● **EXERCISE REQUIREMENTS**
Exactly reproduce each of the entries shown below.

[Stored data entries]
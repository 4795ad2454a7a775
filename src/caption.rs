//! Caption generation against an OpenAI-compatible chat-completions endpoint.

use std::time::Instant;

use async_trait::async_trait;
use base64::{engine::general_purpose, Engine as _};
use serde::Serialize;
use serde_json::Value;

use crate::config::{CaptionSettings, ServiceCredential};
use crate::error::Failure;
use crate::image_input::ImageAsset;

pub const CAPTION_PROMPT: &str = "Provide a detailed and descriptive caption for this image, \
including objects, colors, and the overall scene.";

pub const CAPTION_TEMPERATURE: f32 = 0.5;

/// Longest slice of a provider's error body echoed back to the user.
const MAX_ERROR_BODY: usize = 500;

#[derive(Debug, Clone, PartialEq, Eq, Serialize)]
pub struct Caption {
    pub text: String,
    pub model: String,
}

pub type CaptionResult = Result<Caption, Failure>;

#[async_trait]
pub trait CaptionService: Send + Sync {
    /// Makes at most one request to the captioning provider. Nothing is
    /// retried; any failure is final for this call.
    async fn caption(
        &self,
        asset: &ImageAsset,
        credential: Option<&ServiceCredential>,
    ) -> CaptionResult;
}

pub struct OpenRouterCaptionClient {
    client: reqwest::Client,
    endpoint: String,
    model: String,
}

impl OpenRouterCaptionClient {
    pub fn new(settings: &CaptionSettings) -> Result<Self, reqwest::Error> {
        let client = reqwest::Client::builder()
            .timeout(settings.timeout)
            .build()?;

        Ok(Self {
            client,
            endpoint: format!(
                "{}/chat/completions",
                settings.api_base.trim_end_matches('/')
            ),
            model: settings.model.clone(),
        })
    }

    pub fn model(&self) -> &str {
        &self.model
    }

    pub fn request_body(&self, asset: &ImageAsset) -> Value {
        let image_base64 = general_purpose::STANDARD.encode(asset.bytes());

        serde_json::json!({
            "model": self.model,
            "messages": [{
                "role": "user",
                "content": [
                    {
                        "type": "image_url",
                        "image_url": {
                            "url": format!("data:{};base64,{}", asset.format().mime_type(), image_base64)
                        }
                    },
                    {
                        "type": "text",
                        "text": CAPTION_PROMPT
                    }
                ]
            }],
            "temperature": CAPTION_TEMPERATURE
        })
    }
}

#[async_trait]
impl CaptionService for OpenRouterCaptionClient {
    async fn caption(
        &self,
        asset: &ImageAsset,
        credential: Option<&ServiceCredential>,
    ) -> CaptionResult {
        let Some(credential) = credential else {
            tracing::warn!("Caption requested without an API key");
            return Err(Failure::MissingCredential);
        };

        let body = self.request_body(asset);
        let started = Instant::now();

        tracing::info!(
            model = %self.model,
            image_bytes = asset.len(),
            mime_type = asset.format().mime_type(),
            "Sending caption request"
        );

        let response = self
            .client
            .post(&self.endpoint)
            .bearer_auth(credential.expose())
            .json(&body)
            .send()
            .await
            .map_err(|e| transport_failure(&e, credential))?;

        let status = response.status();
        let response_text = response
            .text()
            .await
            .map_err(|e| transport_failure(&e, credential))?;

        tracing::debug!(
            status = %status,
            elapsed_ms = started.elapsed().as_millis() as u64,
            body_bytes = response_text.len(),
            "Caption response received"
        );

        if !status.is_success() {
            let details = format!("API error {}: {}", status, provider_message(&response_text));
            tracing::warn!(status = %status, "Captioning service rejected the request");
            return Err(Failure::Service(redact(&details, credential)));
        }

        let result: Value = serde_json::from_str(&response_text)
            .map_err(|e| Failure::Service(format!("malformed response: {e}")))?;

        let text = result
            .pointer("/choices/0/message/content")
            .and_then(Value::as_str)
            .map(str::trim)
            .filter(|text| !text.is_empty())
            .ok_or_else(|| Failure::Service("response contained no caption".to_string()))?;

        tracing::info!(
            caption_chars = text.chars().count(),
            elapsed_ms = started.elapsed().as_millis() as u64,
            "Caption generated"
        );

        Ok(Caption {
            text: text.to_string(),
            model: self.model.clone(),
        })
    }
}

fn transport_failure(err: &reqwest::Error, credential: &ServiceCredential) -> Failure {
    if err.is_timeout() {
        tracing::warn!("Caption request timed out");
        return Failure::Service("timeout".to_string());
    }
    tracing::warn!(error = %err, "Caption request failed");
    Failure::Service(redact(&error_chain(err), credential))
}

/// Renders an error and its sources, e.g. "error sending request: connection refused".
pub(crate) fn error_chain(err: &dyn std::error::Error) -> String {
    let mut out = err.to_string();
    let mut source = err.source();
    while let Some(cause) = source {
        let cause_text = cause.to_string();
        if !out.contains(&cause_text) {
            out.push_str(": ");
            out.push_str(&cause_text);
        }
        source = cause.source();
    }
    out
}

/// Prefers the provider's `error.message`; otherwise a bounded slice of the body.
fn provider_message(body: &str) -> String {
    let from_json = serde_json::from_str::<Value>(body).ok().and_then(|json| {
        json.pointer("/error/message")
            .and_then(Value::as_str)
            .map(str::to_string)
    });

    from_json.unwrap_or_else(|| {
        let trimmed = body.trim();
        if trimmed.is_empty() {
            "empty response body".to_string()
        } else {
            trimmed.chars().take(MAX_ERROR_BODY).collect()
        }
    })
}

fn redact(message: &str, credential: &ServiceCredential) -> String {
    message.replace(credential.expose(), "[redacted]")
}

● **SOLUTION TO THIS PROBLEM**
repository 4795ad2454a7a775
filename src/caption.rs
//! Caption generation against an OpenAI-compatible chat-completions endpoint.

use std::time::Instant;

use async_trait::async_trait;
use base64::{engine::general_purpose, Engine as _};
use serde::Serialize;
use serde_json::Value;

use crate::config::{CaptionSettings, ServiceCredential};
use crate::error::Failure;
use crate::image_input::ImageAsset;

pub const CAPTION_PROMPT: &str = "Provide a detailed and descriptive caption for this image, \
including objects, colors, and the overall scene.";

pub const CAPTION_TEMPERATURE: f32 = 0.5;

/// Longest slice of a provider's error body echoed back to the user.
const MAX_ERROR_BODY: usize = 500;

#[derive(Debug, Clone, PartialEq, Eq, Serialize)]
pub struct Caption {
    pub text: String,
    pub model: String,
}

pub type CaptionResult = Result<Caption, Failure>;

#[async_trait]
pub trait CaptionService: Send + Sync {
    /// Makes at most one request to the captioning provider. Nothing is
    /// retried; any failure is final for this call.
    async fn caption(
        &self,
        asset: &ImageAsset,
        credential: Option<&ServiceCredential>,
    ) -> CaptionResult;
}

pub struct OpenRouterCaptionClient {
    client: reqwest::Client,
    endpoint: String,
    model: String,
}

impl OpenRouterCaptionClient {
    pub fn new(settings: &CaptionSettings) -> Result<Self, reqwest::Error> {
        let client = reqwest::Client::builder()
            .timeout(settings.timeout)
            .build()?;

        Ok(Self {
            client,
            endpoint: format!(
                "{}/chat/completions",
                settings.api_base.trim_end_matches('/')
            ),
            model: settings.model.clone(),
        })
    }

    pub fn model(&self) -> &str {
        &self.model
    }

    pub fn request_body(&self, asset: &ImageAsset) -> Value {
        let image_base64 = general_purpose::STANDARD.encode(asset.bytes());

        serde_json::json!({
            "model": self.model,
            "messages": [{
                "role": "user",
                "content": [
                    {
                        "type": "image_url",
                        "image_url": {
                            "url": format!("data:{};base64,{}", asset.format().mime_type(), image_base64)
                        }
                    },
                    {
                        "type": "text",
                        "text": CAPTION_PROMPT
                    }
                ]
            }],
            "temperature": CAPTION_TEMPERATURE
        })
    }
}

#[async_trait]
impl CaptionService for OpenRouterCaptionClient {
    async fn caption(
        &self,
        asset: &ImageAsset,
        credential: Option<&ServiceCredential>,
    ) -> CaptionResult {
        let Some(credential) = credential else {
            tracing::warn!("Caption requested without an API key");
            return Err(Failure::MissingCredential);
        };

        let body = self.request_body(asset);
        let started = Instant::now();

        tracing::info!(
            model = %self.model,
            image_bytes = asset.len(),
            mime_type = asset.format().mime_type(),
            "Sending caption request"
        );

        let response = self
            .client
            .post(&self.endpoint)
            .bearer_auth(credential.expose())
            .json(&body)
            .send()
            .await
            .map_err(|e| transport_failure(&e, credential))?;

        let status = response.status();
        let response_text = response
            .text()
            .await
            .map_err(|e| transport_failure(&e, credential))?;

        tracing::debug!(
            status = %status,
            elapsed_ms = started.elapsed().as_millis() as u64,
            body_bytes = response_text.len(),
            "Caption response received"
        );

        if !status.is_success() {
            let details = format!("API error {}: {}", status, provider_message(&response_text));
            tracing::warn!(status = %status, "Captioning service rejected the request");
            return Err(Failure::Service(redact(&details, credential)));
        }

        let result: Value = serde_json::from_str(&response_text)
            .map_err(|e| Failure::Service(format!("malformed response: {e}")))?;

        let text = result
            .pointer("/choices/0/message/content")
            .and_then(Value::as_str)
            .map(str::trim)
            .filter(|text| !text.is_empty())
            .ok_or_else(|| Failure::Service("response contained no caption".to_string()))?;

        tracing::info!(
            caption_chars = text.chars().count(),
            elapsed_ms = started.elapsed().as_millis() as u64,
            "Caption generated"
        );

        Ok(Caption {
            text: text.to_string(),
            model: self.model.clone(),
        })
    }
}

fn transport_failure(err: &reqwest::Error, credential: &ServiceCredential) -> Failure {
    if err.is_timeout() {
        tracing::warn!("Caption request timed out");
        return Failure::Service("timeout".to_string());
    }
    tracing::warn!(error = %err, "Caption request failed");
    Failure::Service(redact(&error_chain(err), credential))
}

/// Renders an error and its sources, e.g. "error sending request: connection refused".
pub(crate) fn error_chain(err: &dyn std::error::Error) -> String {
    let mut out = err.to_string();
    let mut source = err.source();
    while let Some(cause) = source {
        let cause_text = cause.to_string();
        if !out.contains(&cause_text) {
            out.push_str(": ");
            out.push_str(&cause_text);
        }
        source = cause.source();
    }
    out
}

/// Prefers the provider's `error.message`; otherwise a bounded slice of the body.
fn provider_message(body: &str) -> String {
    let from_json = serde_json::from_str::<Value>(body).ok().and_then(|json| {
        json.pointer("/error/message")
            .and_then(Value::as_str)
            .map(str::to_string)
    });

    from_json.unwrap_or_else(|| {
        let trimmed = body.trim();
        if trimmed.is_empty() {
            "empty response body".to_string()
        } else {
            trimmed.chars().take(MAX_ERROR_BODY).collect()
        }
    })
}

fn redact(message: &str, credential: &ServiceCredential) -> String {
    message.replace(credential.expose(), "[redacted]")
}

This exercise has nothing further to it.